_The task_: Starting at the line below holding "the volterm library." and stopping at the line holding "use thiserror::Error;", print every line exactly, both ends included, and leave the rest out.

------------------------------------

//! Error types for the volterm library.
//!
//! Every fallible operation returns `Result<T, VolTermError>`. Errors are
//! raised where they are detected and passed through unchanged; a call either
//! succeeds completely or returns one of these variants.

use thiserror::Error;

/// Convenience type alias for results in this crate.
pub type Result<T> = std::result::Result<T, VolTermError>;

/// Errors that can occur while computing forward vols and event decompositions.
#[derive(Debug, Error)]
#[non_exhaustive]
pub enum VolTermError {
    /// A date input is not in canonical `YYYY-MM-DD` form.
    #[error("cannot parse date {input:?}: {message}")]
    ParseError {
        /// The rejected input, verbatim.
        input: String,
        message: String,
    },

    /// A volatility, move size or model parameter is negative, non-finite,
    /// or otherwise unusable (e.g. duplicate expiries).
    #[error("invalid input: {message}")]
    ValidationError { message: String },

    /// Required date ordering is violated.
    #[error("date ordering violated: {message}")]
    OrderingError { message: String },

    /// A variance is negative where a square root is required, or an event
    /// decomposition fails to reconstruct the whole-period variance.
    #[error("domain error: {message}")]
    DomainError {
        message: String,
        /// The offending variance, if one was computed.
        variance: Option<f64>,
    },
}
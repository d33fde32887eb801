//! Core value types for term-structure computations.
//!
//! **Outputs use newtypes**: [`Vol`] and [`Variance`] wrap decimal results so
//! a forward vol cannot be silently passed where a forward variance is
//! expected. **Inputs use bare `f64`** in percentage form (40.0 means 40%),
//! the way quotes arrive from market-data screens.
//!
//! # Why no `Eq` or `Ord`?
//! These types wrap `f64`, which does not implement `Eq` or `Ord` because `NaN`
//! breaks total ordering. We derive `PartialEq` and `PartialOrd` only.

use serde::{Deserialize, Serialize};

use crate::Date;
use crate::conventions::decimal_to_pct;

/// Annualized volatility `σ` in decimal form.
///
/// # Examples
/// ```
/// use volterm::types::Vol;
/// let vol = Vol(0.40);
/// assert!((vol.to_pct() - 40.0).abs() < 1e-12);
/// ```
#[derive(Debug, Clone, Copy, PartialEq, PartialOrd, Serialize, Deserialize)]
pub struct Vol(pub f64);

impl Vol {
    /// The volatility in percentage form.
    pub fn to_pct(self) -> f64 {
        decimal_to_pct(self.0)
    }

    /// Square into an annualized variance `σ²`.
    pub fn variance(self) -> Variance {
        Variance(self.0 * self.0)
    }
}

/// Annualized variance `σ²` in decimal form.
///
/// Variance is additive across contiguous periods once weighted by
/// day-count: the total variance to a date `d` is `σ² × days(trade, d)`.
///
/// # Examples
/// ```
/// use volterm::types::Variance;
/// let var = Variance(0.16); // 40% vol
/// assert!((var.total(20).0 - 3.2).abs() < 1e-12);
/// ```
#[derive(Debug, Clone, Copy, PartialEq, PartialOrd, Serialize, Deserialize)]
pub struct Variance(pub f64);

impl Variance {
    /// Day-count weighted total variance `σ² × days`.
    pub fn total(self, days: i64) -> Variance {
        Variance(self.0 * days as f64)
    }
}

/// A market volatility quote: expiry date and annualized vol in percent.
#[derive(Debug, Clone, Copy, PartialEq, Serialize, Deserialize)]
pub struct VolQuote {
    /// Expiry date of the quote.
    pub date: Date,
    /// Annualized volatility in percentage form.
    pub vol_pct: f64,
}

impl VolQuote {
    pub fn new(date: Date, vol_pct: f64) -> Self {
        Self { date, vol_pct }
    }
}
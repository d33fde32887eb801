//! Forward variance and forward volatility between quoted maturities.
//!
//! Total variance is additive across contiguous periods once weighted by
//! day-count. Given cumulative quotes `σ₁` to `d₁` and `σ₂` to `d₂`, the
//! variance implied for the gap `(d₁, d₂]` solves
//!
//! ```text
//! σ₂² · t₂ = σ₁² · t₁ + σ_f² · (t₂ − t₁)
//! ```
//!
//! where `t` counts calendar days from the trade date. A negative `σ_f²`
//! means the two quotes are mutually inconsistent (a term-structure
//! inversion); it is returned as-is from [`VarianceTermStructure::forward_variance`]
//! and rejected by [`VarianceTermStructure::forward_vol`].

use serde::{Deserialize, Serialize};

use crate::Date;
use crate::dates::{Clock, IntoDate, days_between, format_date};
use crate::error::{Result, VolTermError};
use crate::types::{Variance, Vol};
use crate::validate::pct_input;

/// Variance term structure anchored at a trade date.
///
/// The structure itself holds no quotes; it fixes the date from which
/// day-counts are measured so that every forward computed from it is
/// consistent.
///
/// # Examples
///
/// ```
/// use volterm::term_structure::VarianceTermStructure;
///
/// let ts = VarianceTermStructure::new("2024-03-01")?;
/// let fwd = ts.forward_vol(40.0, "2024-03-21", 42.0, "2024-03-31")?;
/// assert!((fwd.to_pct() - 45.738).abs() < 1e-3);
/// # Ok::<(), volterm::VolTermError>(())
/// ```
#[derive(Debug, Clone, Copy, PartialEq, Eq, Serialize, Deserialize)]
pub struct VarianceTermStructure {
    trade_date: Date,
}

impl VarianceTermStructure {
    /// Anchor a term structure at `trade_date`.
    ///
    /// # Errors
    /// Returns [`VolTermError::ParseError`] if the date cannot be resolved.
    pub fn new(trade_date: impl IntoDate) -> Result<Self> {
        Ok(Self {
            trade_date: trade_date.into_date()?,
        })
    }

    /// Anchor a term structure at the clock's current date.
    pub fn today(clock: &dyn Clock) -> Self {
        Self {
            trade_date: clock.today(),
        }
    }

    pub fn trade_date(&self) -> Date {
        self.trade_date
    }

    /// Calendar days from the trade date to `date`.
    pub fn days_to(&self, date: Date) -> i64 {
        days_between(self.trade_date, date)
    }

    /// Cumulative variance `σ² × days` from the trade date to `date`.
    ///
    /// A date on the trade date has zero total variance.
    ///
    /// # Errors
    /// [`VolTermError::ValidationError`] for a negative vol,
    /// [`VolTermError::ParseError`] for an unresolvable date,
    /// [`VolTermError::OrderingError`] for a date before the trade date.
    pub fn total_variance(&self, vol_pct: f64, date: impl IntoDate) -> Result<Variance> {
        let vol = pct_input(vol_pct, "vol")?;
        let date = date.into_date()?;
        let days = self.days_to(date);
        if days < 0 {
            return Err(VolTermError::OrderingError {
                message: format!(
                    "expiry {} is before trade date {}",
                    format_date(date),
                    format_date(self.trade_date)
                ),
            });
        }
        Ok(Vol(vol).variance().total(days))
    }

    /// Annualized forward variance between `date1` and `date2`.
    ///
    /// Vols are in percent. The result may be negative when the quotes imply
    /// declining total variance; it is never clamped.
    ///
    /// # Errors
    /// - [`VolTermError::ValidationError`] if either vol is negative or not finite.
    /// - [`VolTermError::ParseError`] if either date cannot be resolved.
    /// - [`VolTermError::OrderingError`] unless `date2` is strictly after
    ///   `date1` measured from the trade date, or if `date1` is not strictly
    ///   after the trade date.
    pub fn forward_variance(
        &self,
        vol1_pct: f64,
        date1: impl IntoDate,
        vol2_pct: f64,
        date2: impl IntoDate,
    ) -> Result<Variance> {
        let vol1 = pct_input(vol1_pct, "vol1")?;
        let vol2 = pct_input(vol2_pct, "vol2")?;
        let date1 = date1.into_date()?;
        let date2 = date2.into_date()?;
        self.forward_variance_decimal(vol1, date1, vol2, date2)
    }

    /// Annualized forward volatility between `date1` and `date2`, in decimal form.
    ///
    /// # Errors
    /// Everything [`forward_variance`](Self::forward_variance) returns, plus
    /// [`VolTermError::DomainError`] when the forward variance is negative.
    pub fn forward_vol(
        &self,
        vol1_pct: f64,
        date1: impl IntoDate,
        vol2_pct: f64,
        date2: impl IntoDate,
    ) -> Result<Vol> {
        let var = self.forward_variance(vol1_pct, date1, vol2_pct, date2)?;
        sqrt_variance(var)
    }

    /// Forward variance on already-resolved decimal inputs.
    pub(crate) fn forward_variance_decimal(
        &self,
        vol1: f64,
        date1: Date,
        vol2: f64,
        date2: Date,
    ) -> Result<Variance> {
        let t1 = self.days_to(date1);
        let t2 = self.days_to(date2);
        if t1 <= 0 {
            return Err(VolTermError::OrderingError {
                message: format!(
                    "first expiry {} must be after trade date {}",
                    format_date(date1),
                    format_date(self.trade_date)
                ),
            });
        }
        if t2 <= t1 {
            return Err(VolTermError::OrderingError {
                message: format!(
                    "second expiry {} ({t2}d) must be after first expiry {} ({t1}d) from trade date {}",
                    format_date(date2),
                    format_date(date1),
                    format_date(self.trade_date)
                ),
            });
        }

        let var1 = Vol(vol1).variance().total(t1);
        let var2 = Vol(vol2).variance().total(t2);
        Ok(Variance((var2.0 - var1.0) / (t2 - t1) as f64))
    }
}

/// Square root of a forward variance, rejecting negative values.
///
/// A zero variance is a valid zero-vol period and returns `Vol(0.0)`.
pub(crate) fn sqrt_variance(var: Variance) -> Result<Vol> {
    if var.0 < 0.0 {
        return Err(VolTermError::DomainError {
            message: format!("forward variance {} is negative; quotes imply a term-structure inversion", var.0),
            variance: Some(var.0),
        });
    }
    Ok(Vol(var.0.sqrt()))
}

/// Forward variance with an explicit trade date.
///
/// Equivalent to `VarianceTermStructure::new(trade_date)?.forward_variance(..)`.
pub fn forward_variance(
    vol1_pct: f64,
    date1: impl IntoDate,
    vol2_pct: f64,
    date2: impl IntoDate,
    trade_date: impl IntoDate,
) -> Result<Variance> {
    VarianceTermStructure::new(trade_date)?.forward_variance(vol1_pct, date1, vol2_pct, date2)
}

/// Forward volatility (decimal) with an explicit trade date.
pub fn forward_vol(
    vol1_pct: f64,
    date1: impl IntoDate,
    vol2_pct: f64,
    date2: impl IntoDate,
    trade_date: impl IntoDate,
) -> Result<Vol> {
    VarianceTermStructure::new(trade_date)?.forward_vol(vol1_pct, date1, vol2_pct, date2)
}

------------------------------------

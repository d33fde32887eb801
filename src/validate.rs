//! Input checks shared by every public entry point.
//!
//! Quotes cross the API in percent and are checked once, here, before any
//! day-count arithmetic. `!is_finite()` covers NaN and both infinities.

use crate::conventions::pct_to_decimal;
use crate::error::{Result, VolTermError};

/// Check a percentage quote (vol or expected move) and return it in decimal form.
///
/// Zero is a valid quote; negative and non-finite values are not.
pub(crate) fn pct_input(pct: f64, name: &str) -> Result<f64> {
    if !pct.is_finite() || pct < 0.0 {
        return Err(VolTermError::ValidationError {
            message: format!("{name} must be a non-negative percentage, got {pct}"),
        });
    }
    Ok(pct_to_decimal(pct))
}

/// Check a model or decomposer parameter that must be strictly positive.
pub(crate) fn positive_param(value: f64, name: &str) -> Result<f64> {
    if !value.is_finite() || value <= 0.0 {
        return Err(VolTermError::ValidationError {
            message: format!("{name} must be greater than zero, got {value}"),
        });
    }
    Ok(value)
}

------------------------------------

_Solution to the exercise_:
//! Error types for the volterm library.
//!
//! Every fallible operation returns `Result<T, VolTermError>`. Errors are
//! raised where they are detected and passed through unchanged; a call either
//! succeeds completely or returns one of these variants.

use thiserror::Error;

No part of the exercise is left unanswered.